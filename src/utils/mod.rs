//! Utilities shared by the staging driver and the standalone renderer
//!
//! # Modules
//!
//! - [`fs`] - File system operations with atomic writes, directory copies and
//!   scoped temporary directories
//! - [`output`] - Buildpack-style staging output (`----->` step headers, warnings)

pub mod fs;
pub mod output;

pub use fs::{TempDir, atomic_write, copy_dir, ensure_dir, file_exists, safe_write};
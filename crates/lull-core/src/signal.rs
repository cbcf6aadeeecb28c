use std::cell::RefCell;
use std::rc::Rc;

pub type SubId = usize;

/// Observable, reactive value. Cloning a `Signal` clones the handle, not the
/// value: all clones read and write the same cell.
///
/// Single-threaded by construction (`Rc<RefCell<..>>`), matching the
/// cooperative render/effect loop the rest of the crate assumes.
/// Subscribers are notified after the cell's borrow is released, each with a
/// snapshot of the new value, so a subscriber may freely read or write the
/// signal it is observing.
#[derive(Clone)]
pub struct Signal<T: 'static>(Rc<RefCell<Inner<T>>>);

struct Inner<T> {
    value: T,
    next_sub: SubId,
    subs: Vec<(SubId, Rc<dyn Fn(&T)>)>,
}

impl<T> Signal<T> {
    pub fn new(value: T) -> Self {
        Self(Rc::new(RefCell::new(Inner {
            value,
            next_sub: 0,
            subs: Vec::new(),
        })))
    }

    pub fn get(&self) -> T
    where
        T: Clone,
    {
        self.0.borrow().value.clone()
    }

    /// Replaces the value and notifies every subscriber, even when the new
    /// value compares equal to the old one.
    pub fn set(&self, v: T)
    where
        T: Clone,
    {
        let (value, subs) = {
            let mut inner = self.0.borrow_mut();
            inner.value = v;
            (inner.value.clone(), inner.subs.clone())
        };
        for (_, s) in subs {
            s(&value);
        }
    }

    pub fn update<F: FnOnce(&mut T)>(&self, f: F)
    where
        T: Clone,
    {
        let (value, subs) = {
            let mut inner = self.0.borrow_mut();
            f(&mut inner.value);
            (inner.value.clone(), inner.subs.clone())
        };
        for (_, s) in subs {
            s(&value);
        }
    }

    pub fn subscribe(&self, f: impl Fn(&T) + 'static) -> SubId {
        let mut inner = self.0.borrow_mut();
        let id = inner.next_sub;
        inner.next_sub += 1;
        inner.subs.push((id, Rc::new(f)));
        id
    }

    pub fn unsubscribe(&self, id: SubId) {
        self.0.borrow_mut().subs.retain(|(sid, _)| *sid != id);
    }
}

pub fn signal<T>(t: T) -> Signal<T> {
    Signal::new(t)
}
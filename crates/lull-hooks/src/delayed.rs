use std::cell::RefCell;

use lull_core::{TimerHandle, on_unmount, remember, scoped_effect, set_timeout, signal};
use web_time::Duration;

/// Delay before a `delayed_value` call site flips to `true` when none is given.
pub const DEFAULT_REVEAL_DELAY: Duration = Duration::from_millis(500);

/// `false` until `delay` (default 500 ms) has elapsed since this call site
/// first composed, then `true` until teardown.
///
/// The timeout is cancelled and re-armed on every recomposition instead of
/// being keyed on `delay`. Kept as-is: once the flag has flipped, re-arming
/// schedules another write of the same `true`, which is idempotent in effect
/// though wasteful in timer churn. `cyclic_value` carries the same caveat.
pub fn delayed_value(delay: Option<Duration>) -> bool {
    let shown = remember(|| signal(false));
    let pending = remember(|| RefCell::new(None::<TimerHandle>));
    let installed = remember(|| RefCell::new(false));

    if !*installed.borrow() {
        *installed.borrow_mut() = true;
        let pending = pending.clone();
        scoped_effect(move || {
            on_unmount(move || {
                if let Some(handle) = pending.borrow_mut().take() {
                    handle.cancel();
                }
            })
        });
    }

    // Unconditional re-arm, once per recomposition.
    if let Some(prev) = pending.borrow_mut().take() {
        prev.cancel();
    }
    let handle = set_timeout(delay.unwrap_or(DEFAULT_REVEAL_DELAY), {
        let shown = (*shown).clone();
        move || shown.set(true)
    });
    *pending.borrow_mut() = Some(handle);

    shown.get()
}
◇ ◇ ◇ ◇
* _Problem to work on_
When a line in the data contains the string "same", copy that line.

* _Solution below_
/// value: all clones read and write the same cell.
/// schedules another write of the same `true`, which is idempotent in effect
/// though wasteful in timer churn. `cyclic_value` carries the same caveat.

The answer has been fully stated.